**TASK DESCRIPTION**. Once the line containing "UiCommand::Add(_)" is found in the records below, return it and each following line exactly, up to and including the line containing "create an item", and nothing else.

[RECORDS FOR THE EXERCISE Boundary: Start]

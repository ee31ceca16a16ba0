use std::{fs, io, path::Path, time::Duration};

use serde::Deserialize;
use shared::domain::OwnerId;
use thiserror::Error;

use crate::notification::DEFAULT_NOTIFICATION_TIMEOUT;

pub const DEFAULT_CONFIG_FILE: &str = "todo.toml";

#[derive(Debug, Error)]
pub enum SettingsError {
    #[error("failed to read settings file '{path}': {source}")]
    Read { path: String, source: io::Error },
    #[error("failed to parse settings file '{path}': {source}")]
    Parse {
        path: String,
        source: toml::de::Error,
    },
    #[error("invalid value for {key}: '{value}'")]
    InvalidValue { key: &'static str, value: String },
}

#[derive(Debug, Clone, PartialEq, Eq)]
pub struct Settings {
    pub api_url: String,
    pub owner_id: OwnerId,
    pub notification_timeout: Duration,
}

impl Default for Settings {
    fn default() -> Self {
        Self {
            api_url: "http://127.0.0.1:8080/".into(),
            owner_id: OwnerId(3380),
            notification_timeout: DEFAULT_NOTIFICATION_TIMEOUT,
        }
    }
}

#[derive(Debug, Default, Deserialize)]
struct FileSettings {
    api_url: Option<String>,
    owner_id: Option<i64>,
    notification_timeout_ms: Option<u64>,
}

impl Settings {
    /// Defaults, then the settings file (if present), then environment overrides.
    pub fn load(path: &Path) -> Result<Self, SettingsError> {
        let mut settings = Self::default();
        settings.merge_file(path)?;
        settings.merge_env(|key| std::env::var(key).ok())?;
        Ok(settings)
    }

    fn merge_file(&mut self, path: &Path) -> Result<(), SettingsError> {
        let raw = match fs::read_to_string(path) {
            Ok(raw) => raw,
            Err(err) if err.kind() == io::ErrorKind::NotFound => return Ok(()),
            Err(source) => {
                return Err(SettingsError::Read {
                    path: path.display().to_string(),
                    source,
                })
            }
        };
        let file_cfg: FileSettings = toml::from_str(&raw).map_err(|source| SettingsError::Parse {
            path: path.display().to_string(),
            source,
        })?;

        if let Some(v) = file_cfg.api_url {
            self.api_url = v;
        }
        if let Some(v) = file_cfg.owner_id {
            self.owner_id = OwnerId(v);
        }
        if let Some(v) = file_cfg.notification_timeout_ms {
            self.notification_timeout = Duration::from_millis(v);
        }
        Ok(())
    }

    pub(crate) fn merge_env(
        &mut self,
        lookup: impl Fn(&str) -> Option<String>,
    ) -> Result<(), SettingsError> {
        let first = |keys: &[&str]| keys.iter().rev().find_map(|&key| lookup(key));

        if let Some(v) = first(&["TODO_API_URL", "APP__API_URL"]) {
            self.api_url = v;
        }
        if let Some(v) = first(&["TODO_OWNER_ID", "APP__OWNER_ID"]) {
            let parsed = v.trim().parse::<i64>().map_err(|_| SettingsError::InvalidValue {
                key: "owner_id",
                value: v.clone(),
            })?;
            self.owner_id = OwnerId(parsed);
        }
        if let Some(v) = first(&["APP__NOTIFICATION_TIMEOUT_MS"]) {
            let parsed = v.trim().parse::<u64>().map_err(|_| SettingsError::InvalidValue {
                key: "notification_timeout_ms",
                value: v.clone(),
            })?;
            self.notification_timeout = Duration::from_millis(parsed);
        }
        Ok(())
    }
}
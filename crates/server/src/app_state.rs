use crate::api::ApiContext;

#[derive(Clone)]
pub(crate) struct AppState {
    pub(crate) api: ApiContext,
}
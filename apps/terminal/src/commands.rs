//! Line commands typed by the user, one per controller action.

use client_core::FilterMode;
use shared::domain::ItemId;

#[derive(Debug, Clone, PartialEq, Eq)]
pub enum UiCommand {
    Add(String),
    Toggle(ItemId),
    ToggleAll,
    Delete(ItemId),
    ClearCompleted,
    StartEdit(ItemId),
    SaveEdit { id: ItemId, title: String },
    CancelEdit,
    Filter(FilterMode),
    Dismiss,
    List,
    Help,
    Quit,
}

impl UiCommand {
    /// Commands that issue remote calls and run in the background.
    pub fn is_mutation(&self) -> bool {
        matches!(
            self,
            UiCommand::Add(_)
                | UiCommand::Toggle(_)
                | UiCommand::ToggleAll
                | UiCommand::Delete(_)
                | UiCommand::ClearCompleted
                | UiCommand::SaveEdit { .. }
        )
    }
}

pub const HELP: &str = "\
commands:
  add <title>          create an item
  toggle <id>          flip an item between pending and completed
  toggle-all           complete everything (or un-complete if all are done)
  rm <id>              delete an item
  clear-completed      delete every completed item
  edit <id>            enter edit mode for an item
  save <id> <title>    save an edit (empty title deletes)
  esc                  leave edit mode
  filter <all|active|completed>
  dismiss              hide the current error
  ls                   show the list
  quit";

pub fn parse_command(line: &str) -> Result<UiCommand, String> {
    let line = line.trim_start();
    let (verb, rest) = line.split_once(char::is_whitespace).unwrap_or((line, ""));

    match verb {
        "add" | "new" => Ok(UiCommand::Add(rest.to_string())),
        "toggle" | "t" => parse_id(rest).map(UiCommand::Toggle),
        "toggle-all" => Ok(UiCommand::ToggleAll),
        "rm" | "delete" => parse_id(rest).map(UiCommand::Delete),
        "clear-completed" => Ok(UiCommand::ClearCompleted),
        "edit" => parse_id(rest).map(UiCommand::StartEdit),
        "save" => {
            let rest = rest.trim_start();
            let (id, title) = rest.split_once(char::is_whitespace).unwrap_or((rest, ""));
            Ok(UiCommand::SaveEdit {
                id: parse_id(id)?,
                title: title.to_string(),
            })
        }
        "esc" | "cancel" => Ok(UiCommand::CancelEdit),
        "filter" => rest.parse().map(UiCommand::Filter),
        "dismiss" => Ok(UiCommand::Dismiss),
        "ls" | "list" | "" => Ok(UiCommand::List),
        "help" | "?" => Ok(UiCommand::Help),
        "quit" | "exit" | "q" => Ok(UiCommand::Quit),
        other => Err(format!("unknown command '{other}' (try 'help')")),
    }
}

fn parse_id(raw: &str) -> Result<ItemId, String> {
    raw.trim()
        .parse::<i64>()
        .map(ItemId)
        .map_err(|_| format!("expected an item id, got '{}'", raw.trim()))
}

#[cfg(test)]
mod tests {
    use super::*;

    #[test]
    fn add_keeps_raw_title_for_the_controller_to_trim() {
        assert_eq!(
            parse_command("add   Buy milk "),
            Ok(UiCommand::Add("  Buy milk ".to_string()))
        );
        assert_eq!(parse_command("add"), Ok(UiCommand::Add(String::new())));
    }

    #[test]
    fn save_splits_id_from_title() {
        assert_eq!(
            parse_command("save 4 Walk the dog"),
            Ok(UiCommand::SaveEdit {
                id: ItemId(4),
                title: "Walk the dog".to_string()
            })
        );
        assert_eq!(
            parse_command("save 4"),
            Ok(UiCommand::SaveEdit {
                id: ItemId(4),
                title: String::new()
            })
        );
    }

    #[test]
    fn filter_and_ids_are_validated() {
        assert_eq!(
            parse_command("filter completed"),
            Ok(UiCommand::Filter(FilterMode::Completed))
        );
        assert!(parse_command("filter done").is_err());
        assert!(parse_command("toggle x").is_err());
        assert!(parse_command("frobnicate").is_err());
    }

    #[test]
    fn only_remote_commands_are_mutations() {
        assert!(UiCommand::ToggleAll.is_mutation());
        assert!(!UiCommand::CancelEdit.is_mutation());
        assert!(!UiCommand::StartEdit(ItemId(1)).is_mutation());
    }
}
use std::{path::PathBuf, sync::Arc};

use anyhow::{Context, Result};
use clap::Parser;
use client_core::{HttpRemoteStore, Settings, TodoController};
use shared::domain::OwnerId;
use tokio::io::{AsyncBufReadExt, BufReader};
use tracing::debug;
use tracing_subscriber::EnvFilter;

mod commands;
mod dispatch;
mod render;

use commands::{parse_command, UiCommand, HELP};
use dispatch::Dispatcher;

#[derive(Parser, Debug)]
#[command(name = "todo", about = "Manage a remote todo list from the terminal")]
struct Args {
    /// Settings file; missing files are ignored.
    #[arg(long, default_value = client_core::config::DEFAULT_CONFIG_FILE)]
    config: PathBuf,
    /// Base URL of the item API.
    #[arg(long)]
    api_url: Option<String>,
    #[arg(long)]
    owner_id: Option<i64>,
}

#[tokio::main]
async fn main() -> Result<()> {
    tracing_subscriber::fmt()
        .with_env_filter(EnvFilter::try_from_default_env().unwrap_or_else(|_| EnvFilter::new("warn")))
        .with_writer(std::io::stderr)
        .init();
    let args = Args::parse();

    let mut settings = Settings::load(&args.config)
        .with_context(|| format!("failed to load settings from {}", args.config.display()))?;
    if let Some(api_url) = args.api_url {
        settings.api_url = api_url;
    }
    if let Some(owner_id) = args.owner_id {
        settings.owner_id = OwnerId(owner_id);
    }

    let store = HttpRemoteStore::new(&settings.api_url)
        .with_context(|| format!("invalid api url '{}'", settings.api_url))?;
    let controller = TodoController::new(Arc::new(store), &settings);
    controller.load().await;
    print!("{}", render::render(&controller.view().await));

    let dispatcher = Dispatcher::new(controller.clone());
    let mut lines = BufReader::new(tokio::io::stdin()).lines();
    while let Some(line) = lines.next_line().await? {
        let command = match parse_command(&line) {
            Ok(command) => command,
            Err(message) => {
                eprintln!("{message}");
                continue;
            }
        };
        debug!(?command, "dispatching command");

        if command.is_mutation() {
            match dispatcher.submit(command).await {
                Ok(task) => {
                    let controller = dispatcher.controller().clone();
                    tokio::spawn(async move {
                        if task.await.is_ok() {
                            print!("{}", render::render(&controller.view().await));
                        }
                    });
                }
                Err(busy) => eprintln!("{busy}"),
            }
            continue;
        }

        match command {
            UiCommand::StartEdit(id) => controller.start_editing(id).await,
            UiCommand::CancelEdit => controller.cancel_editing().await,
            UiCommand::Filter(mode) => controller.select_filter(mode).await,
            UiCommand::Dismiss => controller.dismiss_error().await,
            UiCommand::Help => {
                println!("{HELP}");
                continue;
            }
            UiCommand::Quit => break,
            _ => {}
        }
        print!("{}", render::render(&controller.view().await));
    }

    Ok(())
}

[RECORDS FOR THE EXERCISE Boundary: End]
[RECORDS FOR THE EXERCISE Boundary: Start]

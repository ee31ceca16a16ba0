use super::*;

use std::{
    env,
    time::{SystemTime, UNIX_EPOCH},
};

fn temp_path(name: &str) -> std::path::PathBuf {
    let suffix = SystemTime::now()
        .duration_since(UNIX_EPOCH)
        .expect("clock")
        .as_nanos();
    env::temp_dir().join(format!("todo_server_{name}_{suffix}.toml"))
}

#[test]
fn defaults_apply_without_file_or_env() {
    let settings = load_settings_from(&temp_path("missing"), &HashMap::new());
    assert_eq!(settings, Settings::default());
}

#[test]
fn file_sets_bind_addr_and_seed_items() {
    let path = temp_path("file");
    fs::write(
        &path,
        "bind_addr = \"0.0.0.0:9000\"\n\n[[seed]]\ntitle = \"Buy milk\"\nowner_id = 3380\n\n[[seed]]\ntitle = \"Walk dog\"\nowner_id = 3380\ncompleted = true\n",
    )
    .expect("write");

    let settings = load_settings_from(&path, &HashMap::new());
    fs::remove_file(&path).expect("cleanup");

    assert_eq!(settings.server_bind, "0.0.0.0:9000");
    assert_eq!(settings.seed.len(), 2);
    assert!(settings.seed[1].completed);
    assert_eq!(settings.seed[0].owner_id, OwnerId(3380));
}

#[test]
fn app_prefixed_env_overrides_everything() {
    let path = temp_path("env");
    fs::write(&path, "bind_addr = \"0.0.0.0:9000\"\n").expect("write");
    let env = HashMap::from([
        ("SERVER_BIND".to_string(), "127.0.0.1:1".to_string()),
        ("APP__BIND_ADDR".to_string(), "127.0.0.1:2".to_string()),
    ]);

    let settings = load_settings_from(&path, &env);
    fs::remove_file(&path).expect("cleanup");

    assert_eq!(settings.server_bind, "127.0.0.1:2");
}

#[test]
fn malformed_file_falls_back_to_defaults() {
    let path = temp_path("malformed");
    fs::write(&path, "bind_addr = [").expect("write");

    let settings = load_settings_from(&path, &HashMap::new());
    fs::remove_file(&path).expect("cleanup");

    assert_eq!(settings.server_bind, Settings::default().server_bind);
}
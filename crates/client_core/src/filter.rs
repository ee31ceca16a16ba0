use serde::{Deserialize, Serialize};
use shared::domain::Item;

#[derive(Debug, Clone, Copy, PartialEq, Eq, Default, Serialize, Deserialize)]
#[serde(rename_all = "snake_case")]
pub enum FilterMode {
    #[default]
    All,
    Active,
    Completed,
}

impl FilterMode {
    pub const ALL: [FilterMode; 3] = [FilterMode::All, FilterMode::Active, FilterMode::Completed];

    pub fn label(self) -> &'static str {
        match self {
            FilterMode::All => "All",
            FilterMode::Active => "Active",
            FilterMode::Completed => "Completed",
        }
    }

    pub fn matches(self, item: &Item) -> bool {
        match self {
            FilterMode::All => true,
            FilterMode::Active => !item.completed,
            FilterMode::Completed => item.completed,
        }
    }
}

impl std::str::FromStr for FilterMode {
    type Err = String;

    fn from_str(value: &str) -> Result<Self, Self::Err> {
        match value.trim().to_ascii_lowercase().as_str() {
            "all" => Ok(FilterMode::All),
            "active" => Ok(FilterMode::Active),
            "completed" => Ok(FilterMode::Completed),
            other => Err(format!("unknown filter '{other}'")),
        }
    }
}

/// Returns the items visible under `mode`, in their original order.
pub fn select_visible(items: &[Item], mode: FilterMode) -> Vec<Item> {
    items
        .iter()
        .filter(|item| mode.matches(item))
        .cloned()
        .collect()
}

[RECORDS FOR THE EXERCISE Boundary: End]

**SOLUTION FOR THIS EXERCISE**.
            UiCommand::Add(_)
                | UiCommand::Toggle(_)
                | UiCommand::ToggleAll
                | UiCommand::Delete(_)
                | UiCommand::ClearCompleted
                | UiCommand::SaveEdit { .. }
        )
    }
}

pub const HELP: &str = "\
commands:
  add <title>          create an item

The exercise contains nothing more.